ÉCOLE. — Instruit du rudiment, à Pérouse même, par le Père Sozio Soti, Bontempi se rendit à Rome pour y parfaire ses études. Vergilio Mazzocchi, maître de la Capella Giulia, donc attaché à Saint Pierre de Rome, tenait une école réputée. Tous les enfants y avaient des voix d’anges, et les garderaient. Tous seraient célèbres. Bontempi fut l’un d’eux. Ils s’exerçaient toute la journée, apprenaient le solfège et le latin, touchaient qui du clavecin, qui du luth, qui du théorbe. Ils récitaient des vers : pour bien chanter le récitatif, il faut maîtriser la diction. On consacrait beaucoup de temps à l'étude des bonnes lettres. L'essentiel était le chant, sous tous ses aspects ; on accordait autant d'importance à la pureté, à la souplesse, qu'à la richesse de l'ornementation : le castrat virtuose, voire acrobate, n’apparaît que beaucoup plus tard dans l’histoire de l’opéra. On n'oubliait pas d'étudier la mimique : les musiciens en ont besoin autant que les orateurs. Les élèves sortaient souvent de l'école, pour aller chanter dans des églises ou dans des lieux profanes. On faisait partout de la musique : dans des palais, chez des comtes, chez des princes, chez le pape, chez tous les cardinaux de son lignage, et, comme on sait, ils étaient nombreux.

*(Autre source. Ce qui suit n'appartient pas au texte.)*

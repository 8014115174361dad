//! Database models for Shipyard server.

use chrono::NaiveDateTime;
use diesel::prelude::*;
use shipyard_core::{NewShip, Ship, ShipyardError};

use crate::schema::ships;

#[derive(Debug, Clone, Queryable, Identifiable, Selectable)]
#[diesel(table_name = ships)]
/// Ship database record.
pub struct ShipRecord {
    /// Ship identifier.
    pub id: i64,
    /// Ship name.
    pub name: String,
    /// Home planet.
    pub planet: String,
    /// Ship type name.
    pub ship_type: String,
    /// Production timestamp (UTC).
    pub prod_date: NaiveDateTime,
    /// Whether the ship is used.
    pub is_used: bool,
    /// Maximum speed.
    pub speed: f64,
    /// Crew size.
    pub crew_size: i32,
    /// Derived rating.
    pub rating: f64,
}

impl TryFrom<ShipRecord> for Ship {
    type Error = ShipyardError;

    fn try_from(record: ShipRecord) -> Result<Self, Self::Error> {
        let ship_type = record
            .ship_type
            .parse()
            .map_err(|_| ShipyardError::Storage(format!("corrupt ship_type: {}", record.ship_type)))?;
        Ok(Ship {
            id: record.id,
            name: record.name,
            planet: record.planet,
            ship_type,
            prod_date: record.prod_date.and_utc(),
            is_used: record.is_used,
            speed: record.speed,
            crew_size: record.crew_size,
            rating: record.rating,
        })
    }
}

#[derive(Debug, Clone, Insertable, AsChangeset)]
#[diesel(table_name = ships)]
/// Insertable or updatable ship record.
pub struct ShipValues {
    /// Ship name.
    pub name: String,
    /// Home planet.
    pub planet: String,
    /// Ship type name.
    pub ship_type: String,
    /// Production timestamp (UTC).
    pub prod_date: NaiveDateTime,
    /// Whether the ship is used.
    pub is_used: bool,
    /// Maximum speed.
    pub speed: f64,
    /// Crew size.
    pub crew_size: i32,
    /// Derived rating.
    pub rating: f64,
}

impl From<&NewShip> for ShipValues {
    fn from(ship: &NewShip) -> Self {
        Self {
            name: ship.name.clone(),
            planet: ship.planet.clone(),
            ship_type: ship.ship_type.as_str().to_string(),
            prod_date: ship.prod_date.naive_utc(),
            is_used: ship.is_used,
            speed: ship.speed,
            crew_size: ship.crew_size,
            rating: ship.rating,
        }
    }
}

impl From<&Ship> for ShipValues {
    fn from(ship: &Ship) -> Self {
        Self {
            name: ship.name.clone(),
            planet: ship.planet.clone(),
            ship_type: ship.ship_type.as_str().to_string(),
            prod_date: ship.prod_date.naive_utc(),
            is_used: ship.is_used,
            speed: ship.speed,
            crew_size: ship.crew_size,
            rating: ship.rating,
        }
    }
}
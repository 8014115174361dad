#![deny(missing_docs)]
//! Shipyard core library.
//!
//! This crate contains the ship catalog domain: validation, rating
//! derivation, filter parsing, the storage abstraction, and the service that
//! ties them together. It knows nothing about HTTP or SQL.

pub mod domain;
pub mod error;
pub mod filter;
pub mod memory;
pub mod rating;
pub mod service;
pub mod store;
pub mod validator;

pub use domain::{NewShip, Ship, ShipDraft, ShipPatch, ShipType};
pub use error::{Result, ShipyardError};
pub use filter::{Page, Predicate, PredicateSet, ShipFilter, ShipOrder, ShipQuery};
pub use memory::InMemoryShipStore;
pub use rating::{rating, round_half_even};
pub use service::{ShipService, parse_ship_id};
pub use store::ShipStore;
pub use validator::validate;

ERDMUTHE SOPHIE — La fille de Jean Georges II, après qu’on ait songé pour elle à un auguste prétendant, épouse finalement son cousin Christian Ernest de Brandebourg-Bayreuth, qui a juste son âge. Pour son mariage, on joue, entre autres divertissements, l’opéra de Bontempi. Elle suit son époux dans la ville de Bayreuth, dont il est margrave. En 1666, elle laisse publier un livre anonyme, qu’elle a écrit elle-même, Traité de l’âge du monde, des institutions du Saint Empire Romain Germanique et de leur nature (Handlung von der Welt Alter, des Heiligen Römischen Reichs Ständen und derselben Beschaffenheit). C’est une compilation, à peine rédigée, où figurent nombre d’informations sans rapport direct avec le sujet annoncé. On commence par la liste des grands empires, depuis Nemrod jusqu’à Jules César. On passe, sans trop s’attarder, aux foires, puis à la multiplicité des langues, à la répartition des catholiques et des protestants en Europe, aux persécutions, à la métallurgie, aux unités de mesure... On termine, sans dire pourquoi, par une biographie de Zénobie de Palmyre, ce parangon des reines éclairées. La princesse, certainement instruite et heureuse de l’être, envisage sans doute de jouer le rôle d’une grande souveraine, libre de ses mouvements, libre de ses pensées. On se demande comment elle a réagi à la décision de la jeune reine de Suède, Christine, qui, après avoir quelque temps régné, a préférer renoncer à la couronne et se consacrer aux travaux de l’esprit. Un second volume, avoué cette fois, paraît en 1676. — La princesse est morte, en 1670 ; elle avait moins de trente ans. Le Paride, dans l’édition de Melchior Bergen, donne à voir un beau portrait gravé. Les perles sont superbes. La bouche est triste.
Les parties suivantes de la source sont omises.